Manuel Leguineche titula el capítulo XV de su libro, “El milagro”, en él transcribe parte del relato estremecedor de un teniente coronel tras la capitulación de Monte Arruit. Leguineche creyó que en aquel momento –1996– el texto se consideraba aun inédito e incluso ignoraba el nombre de su autor. Sin embargo el libro se había publicado en Melilla, en 1923, con el título «De Annual a Monte Arruit y dieciocho meses de cautiverio», su autor Eduardo Pérez Ortiz fue testigo de excepción del Desastre de Annual y sobrevivió a la matanza desatada tras la capitulación de Monte Arruit. Fue liberado de su cautiverio, año y medio después, entonces relató aquellos hechos, que se convirtieron en un documento imprescindible, testimonio directo, apasionante y honesto homenaje a los miles de héroes anónimos que allí perdieron la vida. En 2010 fue reeditado por Interfolio Libros, con un extensa introducción de Jesús M. Sánchez quien, como hiciera años antes Manuel Leguineche, quiso conocer en el Rif los lugares donde sucedieron los hechos: «Al borde de la carretera de camino a Annual –escribe– podemos detenernos a la sombra de los eucaliptos que rodean el monumento que en caracteres árabes conmemora la victoria rifeña sobre los españoles, en el que se exageran las cifras, y unas pintadas rodean el azulejo con el símbolo rifeño independentista amazigh.»

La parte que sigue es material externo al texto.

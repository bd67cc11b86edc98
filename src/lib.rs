//! # localdb
//!
//! An embedded, in-memory, transactional document store.
//!
//! ## Core Concepts
//!
//! - **Collections**: Named maps of id to immutable [`Document`]s, with sorted
//!   indexes on chosen fields
//! - **Computes**: Derived fields resolved to a fixed point on every update,
//!   and foreign computes keeping other collections in sync
//! - **Transactions**: Atomic groups of mutations that commit or roll back
//!   as one, with deferred replay of writes issued by listeners
//! - **Listeners**: Change notifications per database, collection, document
//!   or field
//! - **History**: Undo and redo of transactions marked undoable
//! - **Storage**: Debounced persistence of collections to a [`BlobStore`]
//!
//! ## Example
//!
//! ```ignore
//! use localdb::{CollectionConfig, Db, DbConfig, Document, FieldConfig, IndexDirection, Patch};
//! use serde_json::json;
//!
//! let db = Db::new(DbConfig::default())?;
//! db.define_collection(
//!     "person",
//!     CollectionConfig::new()
//!         .field("name", FieldConfig::string())
//!         .field("age", FieldConfig::number().index(IndexDirection::Asc)),
//!     None,
//! )?;
//!
//! db.set_doc("person", Document::from_value(json!({"id": "p1", "name": "Ann", "age": 30}))?, None)?;
//! db.subscribe_doc("person", "p1", |_db, event| println!("{:?}", event.next));
//! db.update_doc("person", "p1", Patch::new().set("age", 31), None)?;
//! ```

pub mod blobs;
pub mod compute;
pub mod db;
pub mod error;
pub mod history;
pub mod index;
pub mod operations;
pub mod query;
pub mod schema;
pub mod subscriptions;
pub mod transaction;
pub mod types;

// Re-exports
pub use blobs::{decode_collection, encode_collection, BlobStore, FileBlobStore, MemoryBlobStore};
pub use compute::MAX_COMPUTE_ROUNDS;
pub use db::{Db, DbConfig};
pub use error::{DbError, Result};
pub use history::{HistoryEntry, HistoryManager};
pub use index::{compare_nil, default_comparator, Comparator, SortedIndex};
pub use operations::{apply_operation, CollectionUpdate, DocUpdate, HistoryStep, Operation};
pub use query::Query;
pub use schema::{
    CollectionConfig, CollectionSchema, ComputeRule, FieldConfig, FieldKind, ForeignComputeRule,
    IndexDirection, DEFAULT_STORAGE_DEBOUNCE,
};
pub use subscriptions::{CollectionEvent, DbEvent, DocEvent, FieldEvent, ListenerId};
pub use transaction::{TxKey, MAX_QUEUED_OPERATIONS};
pub use types::{
    ChangeSet, ChangedFields, Collection, DocChange, DocChanges, Document, Fields, Patch,
    Snapshot, TxContext, TxOptions, ID_FIELD,
};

Cubiertas de la primera edición (1923) y de la reedición por Interfolio Libros (2010) del testimonio del teniente coronel Eduardo Pérez Ortiz.

La guerra del Rif

A punto está de cumplirse este año el centenario de la batalla de Annual. En 1921 se enfrentaron los rifeños encabezados por Abd el-Krim con el Ejército español en Marruecos al mando del general Manuel Fernández Silvestre. Una batalla en que todo un pueblo luchó por la proclamación de la efímera República del Rif. Aquella guerra en el Rif, alentada por la corona, supuso uno de los mayores descalabros del Ejército español: allí perdieron la vida unos 12.000 hombres en pocos días, y el impacto en la opinión pública, que reclamó depurar responsabilidades, provocó una grave crisis política que puso en jaque al Gobierno y a la misma monarquía. El 18 de abril de 1922 el general Juan Picasso presentaba un informe sobre las responsabilidades del desastre. Sin embargo no se logró llegar al fondo de la cuestión. El drama se olvidó sin conocer las responsabilidades políticas, pero sobre todo del rey.